As leader of Fleetwood Mac, Peter Green was known for the unique tone he got from his ’59 Les Paul, which was a result of the humbucking pickups in his guitar being accidentally wired out of phase.
[Gibson had dropped the Les Paul from production in 1961 and replaced it with the lighter SG to counter the popularity of the Fender Stratocaster. It was devotion to the classic Chicago blues tone of Freddie King and Hubert Sumlin by British guitarists such as Eric Clapton, Jeff Beck, Peter Green and Jimmy Page – along with Mike Bloomfield in Chicago – that led to the resurgence in the Les Paul’s popularity and its reintroduction in 1968.]

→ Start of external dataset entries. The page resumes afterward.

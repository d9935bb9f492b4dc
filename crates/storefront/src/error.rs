//! Unified error handling with Sentry integration.
//!
//! Provides a unified `AppError` type that captures server errors to Sentry
//! before responding to the client. Route handlers return `Result<T, AppError>`.

use axum::{
    http::StatusCode,
    response::{IntoResponse, Response},
};
use thiserror::Error;

use crate::session::SessionError;

/// Application-level error type for the storefront.
#[derive(Debug, Error)]
pub enum AppError {
    /// The cart session failed or rejected the interaction.
    #[error("Session error: {0}")]
    Session(#[from] SessionError),

    /// The catalog never loaded.
    #[error("Storefront unavailable: {0}")]
    Unavailable(String),

    /// The page's cart session is unknown or has been idle too long.
    #[error("Cart session expired")]
    SessionExpired,
}

impl AppError {
    const fn status(&self) -> StatusCode {
        match self {
            // A stale page asked for a change the cart can no longer make.
            Self::Session(SessionError::Cart(_)) => StatusCode::CONFLICT,
            Self::Session(_) => StatusCode::INTERNAL_SERVER_ERROR,
            Self::Unavailable(_) => StatusCode::SERVICE_UNAVAILABLE,
            Self::SessionExpired => StatusCode::GONE,
        }
    }
}

impl IntoResponse for AppError {
    fn into_response(self) -> Response {
        let status = self.status();

        if status.is_server_error() {
            let event_id = sentry::capture_error(&self);
            tracing::error!(
                error = %self,
                sentry_event_id = %event_id,
                "Request error"
            );
        } else {
            tracing::warn!(error = %self, "Rejected interaction");
        }

        // Don't expose internal error details to clients
        let message = match &self {
            Self::Session(SessionError::Cart(err)) => err.to_string(),
            Self::Session(_) => "Internal server error".to_string(),
            Self::Unavailable(_) => "Catalog unavailable".to_string(),
            Self::SessionExpired => "Cart session expired, reload the page".to_string(),
        };

        (status, message).into_response()
    }
}

/// Result type alias for `AppError`.
pub type Result<T> = std::result::Result<T, AppError>;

Peter Green got his first big break in 1966 when he was hired to replace Eric Clapton in John Mayall’s Bluesbreakers. He recorded one album with John Mayall called A Hard Road.  It contained two of his own compositions, including a scorching instrumental called “The Supernatural.”
[B.B. King once said of Peter Green, “he has the sweetest tone I ever heard. He is the one who gave me the cold sweats.”]

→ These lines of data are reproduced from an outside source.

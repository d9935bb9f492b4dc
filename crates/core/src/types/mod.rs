//! Core types for Dessert Cart.
//!
//! This module provides type-safe wrappers for common domain concepts.

pub mod id;
pub mod price;
pub mod product;

pub use id::*;
pub use price::{CurrencyCode, Price, format_currency};
pub use product::{Product, ProductImages};
//! Simple tree-walking evaluator.
//!
//! Evaluates normalized trees directly, with lexical environments instead of closure conversion.
//! It serves as the reference semantics the compiled code is checked against. It is not tail
//! recursive: every call nests on the host stack, so calls deeper than [MAX_CALL_DEPTH] are
//! reported as a trap. `time` always reports `0`.

use std::fmt;
use std::rc::Rc;

use crate::compiler::expr::*;
use crate::compiler::primitives::Primitive;
use crate::{Error, Result};

pub const MAX_CALL_DEPTH: usize = 128;

enum Slot<'a, T> {
    Value(Datum<'a, T>),
    /// Member of a `fix` group, closed over the frame it is found in.
    Rec(&'a Lambda<T>),
}

/// Bindings introduced by one `lambda` call, `let` or `fix` group.
pub struct Frame<'a, T> {
    vars: Vec<&'a str>,
    slots: Vec<Slot<'a, T>>,
    parent: Env<'a, T>,
}

/// Lexical environment captured by closures. `None` is the global environment.
pub type Env<'a, T> = Option<Rc<Frame<'a, T>>>;

pub enum Datum<'a, T> {
    Int(i64),
    Bool(bool),
    Closure(&'a Lambda<T>, Env<'a, T>),
    Primitive(Primitive),
}

impl<'a, T> Clone for Datum<'a, T> {
    fn clone(&self) -> Self {
        match self {
            Datum::Int(n) => Datum::Int(*n),
            Datum::Bool(b) => Datum::Bool(*b),
            Datum::Closure(lam, env) => Datum::Closure(*lam, env.clone()),
            Datum::Primitive(prim) => Datum::Primitive(*prim),
        }
    }
}

impl<'a, T> Datum<'a, T> {
    pub fn as_literal(&self) -> Option<Literal> {
        match self {
            Datum::Int(n) => Some(Literal::Int(*n)),
            Datum::Bool(b) => Some(Literal::Bool(*b)),
            _ => None,
        }
    }
}

impl<'a, T> From<Literal> for Datum<'a, T> {
    fn from(lit: Literal) -> Self {
        match lit {
            Literal::Int(n) => Datum::Int(n),
            Literal::Bool(b) => Datum::Bool(b),
        }
    }
}

impl<'a, T> fmt::Display for Datum<'a, T> {
    fn fmt(&self, f: &mut fmt::Formatter<'_>) -> fmt::Result {
        match self {
            Datum::Int(n) => write!(f, "{}", n),
            Datum::Bool(b) => write!(f, "{}", Literal::Bool(*b)),
            Datum::Closure(lam, _) => write!(f, "#<procedure ({})>", lam.vars.join(" ")),
            Datum::Primitive(prim) => write!(f, "#<primitive {}>", prim.name()),
        }
    }
}

impl<'a, T> fmt::Debug for Datum<'a, T> {
    fn fmt(&self, f: &mut fmt::Formatter<'_>) -> fmt::Result {
        fmt::Display::fmt(self, f)
    }
}

fn lookup<'a, T>(env: &Env<'a, T>, name: &str) -> Result<Datum<'a, T>> {
    let mut current = env;

    while let Some(frame) = current {
        if let Some(i) = frame.vars.iter().rposition(|var| *var == name) {
            return Ok(match &frame.slots[i] {
                Slot::Value(datum) => datum.clone(),
                Slot::Rec(lam) => Datum::Closure(*lam, Some(frame.clone())),
            });
        }

        current = &frame.parent;
    }

    Primitive::lookup(name)
        .map(Datum::Primitive)
        .ok_or_else(|| Error::UnboundVariable(name.to_string()))
}

fn extend<'a, T>(env: &Env<'a, T>, vars: &'a [Variable], values: Vec<Datum<'a, T>>) -> Env<'a, T> {
    Some(Rc::new(Frame {
        vars: vars.iter().map(String::as_str).collect(),
        slots: values.into_iter().map(Slot::Value).collect(),
        parent: env.clone(),
    }))
}

fn apply<'a, T>(
    func: Datum<'a, T>,
    args: Vec<Datum<'a, T>>,
    depth: usize,
) -> Result<Datum<'a, T>> {
    match func {
        Datum::Closure(lam, env) => {
            if depth >= MAX_CALL_DEPTH {
                return Err(Error::trap(format!("calls nested deeper than {}", MAX_CALL_DEPTH)));
            }

            if lam.arity() != args.len() {
                return Err(Error::trap(format!(
                    "procedure expects {} arguments, got {}",
                    lam.arity(),
                    args.len()
                )));
            }

            let env = extend(&env, &lam.vars, args);
            eval_in(&lam.body, &env, depth + 1)
        }

        Datum::Primitive(prim) => {
            let lits = args
                .iter()
                .map(|arg| {
                    arg.as_literal().ok_or_else(|| {
                        Error::trap(format!("`{}` applied to {}", prim.name(), arg))
                    })
                })
                .collect::<Result<Vec<_>>>()?;

            Ok(prim.apply(&lits, 0)?.into())
        }

        other => Err(Error::trap(format!("{} is not a procedure", other))),
    }
}

/// `depth` counts the closure calls in progress.
fn eval_in<'a, T>(expr: &'a Expr<T>, env: &Env<'a, T>, depth: usize) -> Result<Datum<'a, T>> {
    match expr {
        Expr::Lit(lit, _) => Ok((*lit).into()),
        Expr::Var(name, _) => lookup(env, name),
        Expr::Cond(test, then, else_, _) => match eval_in(test, env, depth)? {
            Datum::Bool(false) => eval_in(else_, env, depth),
            _ => eval_in(then, env, depth),
        },
        Expr::Abs(lam, _) => Ok(Datum::Closure(lam, env.clone())),
        Expr::App(func, args, _) => {
            let func = eval_in(func, env, depth)?;
            let args = args
                .iter()
                .map(|arg| eval_in(arg, env, depth))
                .collect::<Result<Vec<_>>>()?;
            apply(func, args, depth)
        }
        Expr::Let(vars, bindings, body, _) => {
            let values = bindings
                .iter()
                .map(|binding| eval_in(binding, env, depth))
                .collect::<Result<Vec<_>>>()?;
            eval_in(body, &extend(env, vars, values), depth)
        }
        Expr::Fix(names, _, lambdas, body, _) => {
            let env = Some(Rc::new(Frame {
                vars: names.iter().map(String::as_str).collect(),
                slots: lambdas.iter().map(Slot::Rec).collect(),
                parent: env.clone(),
            }));
            eval_in(body, &env, depth)
        }
        Expr::Seq(exprs, _) => {
            let (last, init) = exprs.split_last().ok_or(Error::EmptySequence)?;
            for expr in init {
                eval_in(expr, env, depth)?;
            }
            eval_in(last, env, depth)
        }
        Expr::Set(..) => Err(Error::Unsupported("set!")),
        Expr::Letrec(..) => Err(Error::Unsupported("letrec")),
    }
}

/// Evaluate a normalized tree in the global environment.
pub fn eval<T>(expr: &Expr<T>) -> Result<Datum<'_, T>> {
    eval_in(expr, &None, 0)
}
use std::fmt;
use std::rc::Rc;

use crate::compiler::expr::Literal;
use crate::compiler::primitives::Primitive;

/// Code address plus the values captured when the closure was created. Captured values are a
/// snapshot, there are no shared mutable upvalues.
#[derive(Debug, Clone, PartialEq)]
pub struct Closure {
    pub body: usize,
    pub values: Vec<Value>,
}

/// Runtime value held in the accumulator, on the stack and in captured vectors.
///
/// The machine's step counter is not a value of its own: it lives in the VM and is read through
/// the `time` primitive ([Primitive::Time]), which returns it as a [Value::Int].
#[derive(Debug, Clone, PartialEq)]
pub enum Value {
    /// Saved frame pointer, only ever found in call footers.
    StackAddr(usize),
    /// Saved return address, only ever found in call footers.
    CodeAddr(usize),
    Int(i64),
    Bool(bool),
    Closure(Rc<Closure>),
    Primitive(Primitive),
}

impl Value {
    pub fn is_false(&self) -> bool {
        matches!(self, Value::Bool(false))
    }

    pub fn as_literal(&self) -> Option<Literal> {
        match self {
            Value::Int(n) => Some(Literal::Int(*n)),
            Value::Bool(b) => Some(Literal::Bool(*b)),
            _ => None,
        }
    }

    pub fn is_procedure(&self) -> bool {
        matches!(self, Value::Closure(_) | Value::Primitive(_))
    }
}

impl From<Literal> for Value {
    fn from(lit: Literal) -> Self {
        match lit {
            Literal::Int(n) => Value::Int(n),
            Literal::Bool(b) => Value::Bool(b),
        }
    }
}

impl fmt::Display for Value {
    fn fmt(&self, f: &mut fmt::Formatter<'_>) -> fmt::Result {
        match self {
            Value::StackAddr(addr) => write!(f, "#<stack {}>", addr),
            Value::CodeAddr(addr) => write!(f, "#<code {}>", addr),
            Value::Int(n) => write!(f, "{}", n),
            Value::Bool(true) => write!(f, "#t"),
            Value::Bool(false) => write!(f, "#f"),
            Value::Closure(closure) => write!(
                f,
                "#<closure {} ({} captured)>",
                closure.body,
                closure.values.len()
            ),
            Value::Primitive(prim) => write!(f, "#<primitive {}>", prim.name()),
        }
    }
}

While in the Bluesbreakers Peter Green met bassist John McVie. Later in 1967 he was reunited with drummer Mick Fleetwood who had previously worked with Green in a band called Shotgun Express.  The trio’s first recording together was a cover of an Otis Rush song called Double Trouble.
[Double Trouble was also the name used years later by Stevie Ray Vaughan for his backup band.]

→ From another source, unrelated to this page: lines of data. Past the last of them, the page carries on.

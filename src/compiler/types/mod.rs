//! Hindley-Milner type inference.
//!
//! Inference runs in three steps: every node is annotated with a type (a fresh variable or a
//! constructed type), a second traversal collects equality constraints between those annotations
//! and finally the constraints are solved by unification.

mod infer;
mod ty;
mod unify;

pub use infer::{infer, TypeTable, Typing};
pub use ty::{Scheme, Type, TypeError, TypeVar};
pub use unify::{unify, unify_one, Substitution};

In August 1967 – after Mick Fleetwood was fired from the Bluesbreakers for getting drunk after a gig – Peter Green quit the group and recruited Mick Fleetwood and John McVie to form a new band called Peter Green’s Fleetwood Mac. Slide guitarist Jeremy Spencer was added to round out the quartet.
Fleetwood Mac released two albums in 1968. The first, nicknamed the ‘dog and dustbin’ album, was released in February 1968.  Featuring Peter Green and Jeremy Spencer performing Chicago and Delta blues in the style of B.B. King and Elmore James, it reached #4 in the UK album charts in March 1968 and stayed on the charts for thirty-seven weeks.  Highlights include Jeremy Spencer’s cover of Shakey Jake’s “Shake Your Money Maker;” “Got To Move” written by Homesick James; and a Peter Green original called “I Loved Another Woman.”
Soon thereafter the band returned to the studio to cut “Black Magic Woman” and release it as a single (with a flip side of “The Sun Is Shining”).  The song reached #37 in April 1968.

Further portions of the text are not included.